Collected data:
- - -
use std::collections::BTreeMap;

use schemars::JsonSchema;
use serde::{Deserialize, Serialize};

/// One caller -> callee observation extracted from a parent/child span pair.
#[derive(Debug, Clone, PartialEq, Eq, Serialize, Deserialize)]
pub struct CallEvent {
    pub parent_service: String,
    pub child_service: String,
    pub duration: u64,
    pub is_error: bool,
}

impl CallEvent {
    /// Returns `None` for self-loops and empty service names.
    pub fn new(
        parent_service: impl Into<String>,
        child_service: impl Into<String>,
        duration: u64,
        is_error: bool,
    ) -> Option<Self> {
        let parent_service = parent_service.into();
        let child_service = child_service.into();
        if parent_service.is_empty() || child_service.is_empty() || parent_service == child_service
        {
            return None;
        }
        Some(Self {
            parent_service,
            child_service,
            duration,
            is_error,
        })
    }
}

#[derive(Debug, Clone, Copy, Default, PartialEq, Eq, Serialize, Deserialize, JsonSchema)]
pub struct EdgeStats {
    pub weight: u64,
    pub latency_sum: u64,
    pub error_count: u64,
}

impl EdgeStats {
    pub fn new(weight: u64, latency_sum: u64, error_count: u64) -> Self {
        Self {
            weight,
            latency_sum,
            error_count,
        }
    }

    pub fn from_event(event: &CallEvent) -> Self {
        Self::new(1, event.duration, u64::from(event.is_error))
    }

    pub fn avg_latency(&self) -> f64 {
        if self.weight == 0 {
            0.0
        } else {
            self.latency_sum as f64 / self.weight as f64
        }
    }

    pub fn error_rate(&self) -> f64 {
        if self.weight == 0 {
            0.0
        } else {
            self.error_count as f64 / self.weight as f64
        }
    }

    /// Field-wise addition.
    pub fn absorb(&mut self, other: &EdgeStats) {
        self.weight = self.weight.saturating_add(other.weight);
        self.latency_sum = self.latency_sum.saturating_add(other.latency_sum);
        self.error_count = self.error_count.saturating_add(other.error_count);
    }
}

#[derive(Debug, Clone, Copy, Default, PartialEq, Eq, Serialize, Deserialize, JsonSchema)]
pub struct NodeStats {
    in_degree: usize,
    out_degree: usize,
}

impl NodeStats {
    pub fn in_degree(&self) -> usize {
        self.in_degree
    }

    pub fn out_degree(&self) -> usize {
        self.out_degree
    }
}

/// Weighted service call graph.
///
/// Node degrees are maintained by the graph itself: they change only when an
/// edge key is created, so they can never disagree with the edge set.
#[derive(Debug, Clone, Default, PartialEq)]
pub struct DependencyGraph {
    nodes: BTreeMap<String, NodeStats>,
    edges: BTreeMap<(String, String), EdgeStats>,
}

impl DependencyGraph {
    pub fn new() -> Self {
        Self::default()
    }

    pub fn is_empty(&self) -> bool {
        self.nodes.is_empty()
    }

    pub fn node_count(&self) -> usize {
        self.nodes.len()
    }

    pub fn edge_count(&self) -> usize {
        self.edges.len()
    }

    /// Create-if-absent.
    pub fn add_service(&mut self, name: &str) {
        if !self.nodes.contains_key(name) {
            self.nodes.insert(name.to_string(), NodeStats::default());
        }
    }

    /// Add `stats` to the `source -> target` edge, creating it (and its
    /// endpoints) on first sight. Self-loops are ignored.
    pub fn add_edge_stats(&mut self, source: &str, target: &str, stats: EdgeStats) -> bool {
        if source == target || source.is_empty() || target.is_empty() {
            return false;
        }
        self.add_service(source);
        self.add_service(target);

        let key = (source.to_string(), target.to_string());
        match self.edges.get_mut(&key) {
            Some(existing) => existing.absorb(&stats),
            None => {
                self.edges.insert(key, stats);
                if let Some(node) = self.nodes.get_mut(source) {
                    node.out_degree += 1;
                }
                if let Some(node) = self.nodes.get_mut(target) {
                    node.in_degree += 1;
                }
            }
        }
        true
    }

    pub fn record_call(&mut self, event: &CallEvent) -> bool {
        self.add_edge_stats(
            &event.parent_service,
            &event.child_service,
            EdgeStats::from_event(event),
        )
    }

    /// Additive merge of another graph into this one.
    pub fn merge(&mut self, other: &DependencyGraph) {
        for name in other.nodes.keys() {
            self.add_service(name);
        }
        for ((source, target), stats) in &other.edges {
            self.add_edge_stats(source, target, *stats);
        }
    }

    /// Rebuild every node's degrees from the current edge set.
    pub fn recompute_degrees(&mut self) {
        for stats in self.nodes.values_mut() {
            *stats = NodeStats::default();
        }
        for (source, target) in self.edges.keys() {
            if let Some(node) = self.nodes.get_mut(source) {
                node.out_degree += 1;
            }
            if let Some(node) = self.nodes.get_mut(target) {
                node.in_degree += 1;
            }
        }
    }

    pub fn node(&self, name: &str) -> Option<&NodeStats> {
        self.nodes.get(name)
    }

    pub fn edge(&self, source: &str, target: &str) -> Option<&EdgeStats> {
        self.edges.get(&(source.to_string(), target.to_string()))
    }

    /// Nodes in lexicographic order.
    pub fn nodes(&self) -> impl Iterator<Item = (&str, &NodeStats)> {
        self.nodes.iter().map(|(name, stats)| (name.as_str(), stats))
    }

    /// Edges ordered by `(source, target)`.
    pub fn edges(&self) -> impl Iterator<Item = (&str, &str, &EdgeStats)> {
        self.edges
            .iter()
            .map(|((s, t), stats)| (s.as_str(), t.as_str(), stats))
    }

    pub fn services(&self) -> impl Iterator<Item = &str> {
        self.nodes.keys().map(String::as_str)
    }

    /// Sum of `weight` over every edge touching `name`.
    pub fn incident_weight(&self, name: &str) -> u64 {
        self.edges()
            .filter(|(source, target, _)| *source == name || *target == name)
            .map(|(_, _, stats)| stats.weight)
            .fold(0, u64::saturating_add)
    }

    pub fn to_node_link(&self) -> NodeLinkGraph {
        NodeLinkGraph {
            directed: true,
            nodes: self
                .nodes()
                .map(|(id, stats)| NodeLinkNode {
                    id: id.to_string(),
                    in_degree: stats.in_degree,
                    out_degree: stats.out_degree,
                })
                .collect(),
            links: self
                .edges()
                .map(|(source, target, stats)| NodeLinkEdge {
                    source: source.to_string(),
                    target: target.to_string(),
                    weight: stats.weight,
                    latency_sum: stats.latency_sum,
                    error_count: stats.error_count,
                    avg_latency: stats.avg_latency(),
                    error_rate: stats.error_rate(),
                })
                .collect(),
        }
    }

    /// Rebuild from a node-link document. Derived fields in the document are
    /// ignored and recomputed.
    pub fn from_node_link(doc: &NodeLinkGraph) -> Self {
        let mut graph = Self::new();
        for node in &doc.nodes {
            graph.add_service(&node.id);
        }
        for link in &doc.links {
            graph.add_edge_stats(
                &link.source,
                &link.target,
                EdgeStats::new(link.weight, link.latency_sum, link.error_count),
            );
        }
        graph
    }
}

/// JSON-facing node-link view of a [`DependencyGraph`].
#[derive(Debug, Clone, PartialEq, Serialize, Deserialize, JsonSchema)]
pub struct NodeLinkGraph {
    pub directed: bool,
    pub nodes: Vec<NodeLinkNode>,
    pub links: Vec<NodeLinkEdge>,
}

#[derive(Debug, Clone, PartialEq, Serialize, Deserialize, JsonSchema)]
pub struct NodeLinkNode {
    pub id: String,
    pub in_degree: usize,
    pub out_degree: usize,
}

#[derive(Debug, Clone, PartialEq, Serialize, Deserialize, JsonSchema)]
pub struct NodeLinkEdge {
    pub source: String,
    pub target: String,
    pub weight: u64,
    pub latency_sum: u64,
    pub error_count: u64,
    pub avg_latency: f64,
    #[serde(default)]
    pub error_rate: f64,
}

#[cfg(test)]
mod tests {
    use super::*;

    fn degree_invariant_holds(graph: &DependencyGraph) -> bool {
        graph.nodes().all(|(name, stats)| {
            let out = graph.edges().filter(|(s, _, _)| *s == name).count();
            let inc = graph.edges().filter(|(_, t, _)| *t == name).count();
            stats.out_degree() == out && stats.in_degree() == inc
        })
    }

    #[test]
    fn call_event_rejects_self_loops_and_empty_names() {
        assert!(CallEvent::new("a", "a", 1, false).is_none());
        assert!(CallEvent::new("", "b", 1, false).is_none());
        assert!(CallEvent::new("a", "b", 1, false).is_some());
    }

    #[test]
    fn degrees_follow_edge_creation() {
        let mut graph = DependencyGraph::new();
        graph.add_edge_stats("a", "b", EdgeStats::new(1, 10, 0));
        graph.add_edge_stats("a", "b", EdgeStats::new(2, 20, 1));
        graph.add_edge_stats("a", "c", EdgeStats::new(1, 5, 0));
        graph.add_edge_stats("c", "b", EdgeStats::new(1, 5, 0));

        assert_eq!(graph.node("a").unwrap().out_degree(), 2);
        assert_eq!(graph.node("b").unwrap().in_degree(), 2);
        assert_eq!(graph.edge("a", "b").unwrap(), &EdgeStats::new(3, 30, 1));
        assert!(degree_invariant_holds(&graph));
    }

    #[test]
    fn self_loop_edges_are_dropped() {
        let mut graph = DependencyGraph::new();
        assert!(!graph.add_edge_stats("a", "a", EdgeStats::new(1, 1, 0)));
        assert!(graph.is_empty());
    }

    #[test]
    fn avg_latency_guards_zero_weight() {
        assert_eq!(EdgeStats::default().avg_latency(), 0.0);
        assert_eq!(EdgeStats::new(4, 100, 1).avg_latency(), 25.0);
        assert_eq!(EdgeStats::new(4, 100, 1).error_rate(), 0.25);
    }

    #[test]
    fn merge_adds_field_wise() {
        let mut persisted = DependencyGraph::new();
        persisted.add_edge_stats("a", "b", EdgeStats::new(2, 200, 0));

        let mut delta = DependencyGraph::new();
        delta.add_edge_stats("a", "b", EdgeStats::new(1, 100, 1));
        delta.add_edge_stats("b", "c", EdgeStats::new(1, 50, 0));

        persisted.merge(&delta);
        assert_eq!(persisted.edge("a", "b").unwrap(), &EdgeStats::new(3, 300, 1));
        assert_eq!(persisted.edge("a", "b").unwrap().avg_latency(), 100.0);
        assert_eq!(persisted.node("b").unwrap().out_degree(), 1);
        assert!(degree_invariant_holds(&persisted));
    }

    #[test]
    fn node_link_output_is_sorted() {
        let mut graph = DependencyGraph::new();
        graph.add_edge_stats("zeta", "alpha", EdgeStats::new(1, 1, 0));
        graph.add_edge_stats("beta", "alpha", EdgeStats::new(1, 1, 0));

        let doc = graph.to_node_link();
        let ids: Vec<_> = doc.nodes.iter().map(|n| n.id.as_str()).collect();
        assert_eq!(ids, vec!["alpha", "beta", "zeta"]);
        assert_eq!(doc.links[0].source, "beta");
        assert_eq!(DependencyGraph::from_node_link(&doc), graph);
    }

    #[test]
    fn incident_weight_counts_both_directions() {
        let mut graph = DependencyGraph::new();
        graph.add_edge_stats("a", "b", EdgeStats::new(3, 0, 0));
        graph.add_edge_stats("c", "a", EdgeStats::new(4, 0, 0));
        graph.add_edge_stats("b", "c", EdgeStats::new(5, 0, 0));
        assert_eq!(graph.incident_weight("a"), 7);
    }

    #[test]
    fn incident_weight_saturates() {
        let mut graph = DependencyGraph::new();
        graph.add_edge_stats("a", "b", EdgeStats::new(u64::MAX, 0, 0));
        graph.add_edge_stats("c", "a", EdgeStats::new(u64::MAX, 0, 0));
        assert_eq!(graph.incident_weight("a"), u64::MAX);
    }
}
- - -
EXERCISE AIM:
Of all the entries above, output exactly the lines between the one holding "self.add_service(source);" and the one holding "for ((source, target), stats)", inclusive.

RESPONSE FOR THIS EXERCISE:
        self.add_service(source);
        self.add_service(target);

        let key = (source.to_string(), target.to_string());
        match self.edges.get_mut(&key) {
            Some(existing) => existing.absorb(&stats),
            None => {
                self.edges.insert(key, stats);
                if let Some(node) = self.nodes.get_mut(source) {
                    node.out_degree += 1;
                }
                if let Some(node) = self.nodes.get_mut(target) {
                    node.in_degree += 1;
                }
            }
        }
        true
    }

    pub fn record_call(&mut self, event: &CallEvent) -> bool {
        self.add_edge_stats(
            &event.parent_service,
            &event.child_service,
            EdgeStats::from_event(event),
        )
    }

    /// Additive merge of another graph into this one.
    pub fn merge(&mut self, other: &DependencyGraph) {
        for name in other.nodes.keys() {
            self.add_service(name);
        }
        for ((source, target), stats) in &other.edges {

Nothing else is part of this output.